The traditional bahay kubo follows the centuries-old Southeast
Asian rural archetype of the single-room dwelling where all
family activities happen in one space. After sleeping mats are
rolled up in the mornings, the same space is given over to
daytime activities that sometimes spill outdoors to the shaded
areas underneath the house.
The rural bahay kubo evolved into the bahay na bato, where
the size of the house was enlarged but much of the single-room
lifestyle remained. It was not uncommon for sleeping mats to be
laid out in the living room for the children every night.
Unlike today's homes with separate rooms for parents, children
and other family members, the ancestral home's two or three
large bedrooms were shared. Rows of canopied four poster beds
were laid out in the rooms with each occupant assigned his own
aparador to keep his things. Although the wooden walls
visually separated the different rooms, a strip of calado fretwork
between the ceiling and the tops of the walls circulated both air
and sound freely around the interior. So much for privacy.

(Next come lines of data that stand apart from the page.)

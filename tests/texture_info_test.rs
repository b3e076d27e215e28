use std::rc::Rc;

use gltf::json::texture::{MagFilter, MinFilter, WrappingMode};
use scene_facade::{Encoding, FacadeElement, MapSlot, MaterialTarget, TextureUsage};

use crate::common::test_utils::{BARE, PAINT_AND_GLASS, live_model};

mod common;

fn blank_image() -> image::DynamicImage {
    image::DynamicImage::new_rgba8(1, 1)
}

#[test]
fn encoding_follows_the_slot() {
    for usage in TextureUsage::ALL {
        let (mut model, _, _) = live_model(PAINT_AND_GLASS);
        let texture = model.create_texture("fresh", blank_image()).unwrap();
        let native = texture.native.clone().unwrap();

        model
            .material_mut(0)
            .unwrap()
            .texture_info_mut(usage)
            .set_texture(Some(texture));

        let expected = match usage {
            TextureUsage::Base | TextureUsage::Emissive => Encoding::ColorManaged,
            TextureUsage::Metallic | TextureUsage::Normal | TextureUsage::Occlusion => {
                Encoding::Linear
            }
        };
        assert_eq!(native.borrow().encoding(), expected, "{:?}", usage);
    }
}

#[test]
fn moving_a_texture_to_another_slot_re_tags_it() {
    let (mut model, _, _) = live_model(PAINT_AND_GLASS);
    let texture = model.create_texture("moving", blank_image()).unwrap();
    let native = texture.native.clone().unwrap();
    let paint = model.material_mut(0).unwrap();

    paint.normal_texture_mut().set_texture(Some(texture.clone()));
    assert_eq!(native.borrow().encoding(), Encoding::Linear);
    assert_eq!(
        native.borrow().encoding().texture_format(),
        wgpu::TextureFormat::Rgba8Unorm
    );

    paint.emissive_texture_mut().set_texture(Some(texture));
    assert_eq!(native.borrow().encoding(), Encoding::ColorManaged);
    assert_eq!(
        native.borrow().encoding().texture_format(),
        wgpu::TextureFormat::Rgba8UnormSrgb
    );
}

#[test]
fn textures_reach_every_instance_and_flag_it() {
    let (mut model, scene, counter) = live_model(PAINT_AND_GLASS);
    let texture = model.create_texture("glow", blank_image()).unwrap();
    let native = texture.native.clone().unwrap();
    let versions: Vec<u64> = scene
        .material_instances(0)
        .iter()
        .map(|instance| instance.borrow().version())
        .collect();
    let before = counter.count();

    model
        .material_mut(0)
        .unwrap()
        .emissive_texture_mut()
        .set_texture(Some(texture));

    for (instance, version) in scene.material_instances(0).iter().zip(versions) {
        let instance = instance.borrow();
        assert!(Rc::ptr_eq(&instance.map(MapSlot::Emissive).unwrap(), &native));
        assert!(instance.version() > version);
        assert!(instance.needs_update());
    }
    assert_eq!(counter.count(), before + 1);
}

#[test]
fn metallic_roughness_feeds_both_maps() {
    let (mut model, scene, _) = live_model(BARE);
    let texture = model.create_texture("orm", blank_image()).unwrap();
    let native = texture.native.clone().unwrap();

    model
        .material_mut(0)
        .unwrap()
        .pbr_metallic_roughness_mut()
        .metallic_roughness_texture_mut()
        .set_texture(Some(texture));

    let instance = scene.material_instances(0)[0].borrow();
    assert!(Rc::ptr_eq(&instance.map(MapSlot::Metalness).unwrap(), &native));
    assert!(Rc::ptr_eq(&instance.map(MapSlot::Roughness).unwrap(), &native));
    assert!(instance.map(MapSlot::Base).is_none());
}

#[test]
fn clearing_a_slot_is_safe_when_already_empty() {
    let (mut model, scene, counter) = live_model(PAINT_AND_GLASS);
    let paint = model.material_mut(0).unwrap();

    paint.normal_texture_mut().set_texture(None);
    paint.normal_texture_mut().set_texture(None);
    paint.emissive_texture_mut().set_texture(None);

    assert!(paint.normal_texture().texture().is_none());
    for instance in scene.material_instances(0) {
        let instance = instance.borrow();
        assert!(instance.map(MapSlot::Normal).is_none());
        assert!(instance.map(MapSlot::Emissive).is_none());
        // other slots keep their textures
        assert!(instance.map(MapSlot::Occlusion).is_some());
    }
    let document = model.document();
    let normal = document.materials[0].normal_texture.as_ref().unwrap();
    assert_eq!(normal.index, -1);
    assert_eq!(normal.scale, Some(0.5));
    assert!(document.materials[0].emissive_texture.is_none());
    assert_eq!(counter.count(), 3);
}

#[test]
fn document_textures_are_recorded_by_index() {
    let (mut model, scene, _) = live_model(BARE);
    let albedo = model.create_texture("albedo", blank_image()).unwrap();
    assert_eq!(albedo.index, Some(0));

    model
        .material_mut(0)
        .unwrap()
        .pbr_metallic_roughness_mut()
        .base_color_texture_mut()
        .set_texture(Some(albedo));

    let document = model.document();
    let pbr = document.materials[0].pbr_metallic_roughness.as_ref().unwrap();
    assert_eq!(pbr.base_color_texture.as_ref().unwrap().index, 0);
    assert_eq!(document.textures[0].source, Some(0));
    assert_eq!(document.images[0].mime_type.as_deref(), Some("image/png"));
    assert!(
        scene.material_instances(0)[0]
            .borrow()
            .map(MapSlot::Base)
            .is_some()
    );
}

#[test]
fn texture_views_keep_their_identity_when_re_pointed() {
    let (mut model, _, _) = live_model(PAINT_AND_GLASS);
    let packed = model.texture(1).unwrap();
    let base = model
        .material_mut(0)
        .unwrap()
        .pbr_metallic_roughness_mut()
        .base_color_texture_mut();

    let (texture_id, sampler_id, image_id) = {
        let texture = base.texture().unwrap();
        assert_eq!(texture.name().as_deref(), Some("albedo"));
        assert_eq!(texture.source().name().as_deref(), Some("albedo-image"));
        (texture.id(), texture.sampler().id(), texture.source().id())
    };

    base.set_texture(Some(packed));

    let texture = base.texture().unwrap();
    assert_eq!(texture.id(), texture_id);
    assert_eq!(texture.sampler().id(), sampler_id);
    assert_eq!(texture.source().id(), image_id);
    assert_eq!(texture.index(), Some(1));
    assert_eq!(texture.name().as_deref(), Some("packed"));
    assert_eq!(texture.source().uri().as_deref(), Some("packed.png"));
    assert_eq!(texture.sampler().index(), None);
}

#[test]
fn sampler_and_image_views_read_the_document() {
    let (model, _, _) = live_model(PAINT_AND_GLASS);
    let paint = model.material(0).unwrap();
    let texture = paint
        .pbr_metallic_roughness()
        .base_color_texture()
        .texture()
        .unwrap();

    let sampler = texture.sampler();
    assert_eq!(sampler.mag_filter(), Some(MagFilter::Nearest));
    assert_eq!(sampler.min_filter(), Some(MinFilter::LinearMipmapLinear));
    assert_eq!(sampler.wrap_s(), WrappingMode::ClampToEdge);
    assert_eq!(sampler.wrap_t(), WrappingMode::Repeat);
    let descriptor = sampler.descriptor();
    assert_eq!(descriptor.mag_filter, wgpu::FilterMode::Nearest);
    assert_eq!(descriptor.address_mode_u, wgpu::AddressMode::ClampToEdge);

    let image = texture.source();
    assert_eq!(image.uri().as_deref(), Some("albedo.png"));
    assert_eq!(image.mime_type(), None);
    assert_eq!(texture.to_json()["source"]["uri"], "albedo.png");
    assert_eq!(
        texture.source_object().unwrap()["sampler"],
        serde_json::json!(0)
    );

    // no sampler in the document: glTF defaults
    let packed = paint.normal_texture().texture().unwrap();
    assert_eq!(packed.sampler().mag_filter(), None);
    assert_eq!(packed.sampler().wrap_s(), WrappingMode::Repeat);
}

However, in houses like these, residents found enough privacy
to conceive, deliver and nurse babies, to care for the sick and
the aged.
Communal space
Unlike the westerner who places a premium on privacy, the
Filipino prefers living space that is communal, surrounding
himself with people all the time.
The idea of locking the front door, leaving the house in the
morning and returning to an empty house in the evening is not
even thought of. Someone is always at home, whether family,
distant relative or household help.
Maybe the Filipino fears being alone. He makes certain that
members of his family keep him company at home. Within his
home, everything seems to happen at the same time. Children
shriek, adults talk, servants shuffle. The decibel level is at the
same extreme as the radio or television set that is constantly
going.
Three or more generations of the same family live their separate
but interconnected lives under one roof, most of the time
hanging out in one room. When in need of solitude, a thin cloth
curtain strung over an opening stakes out a private section.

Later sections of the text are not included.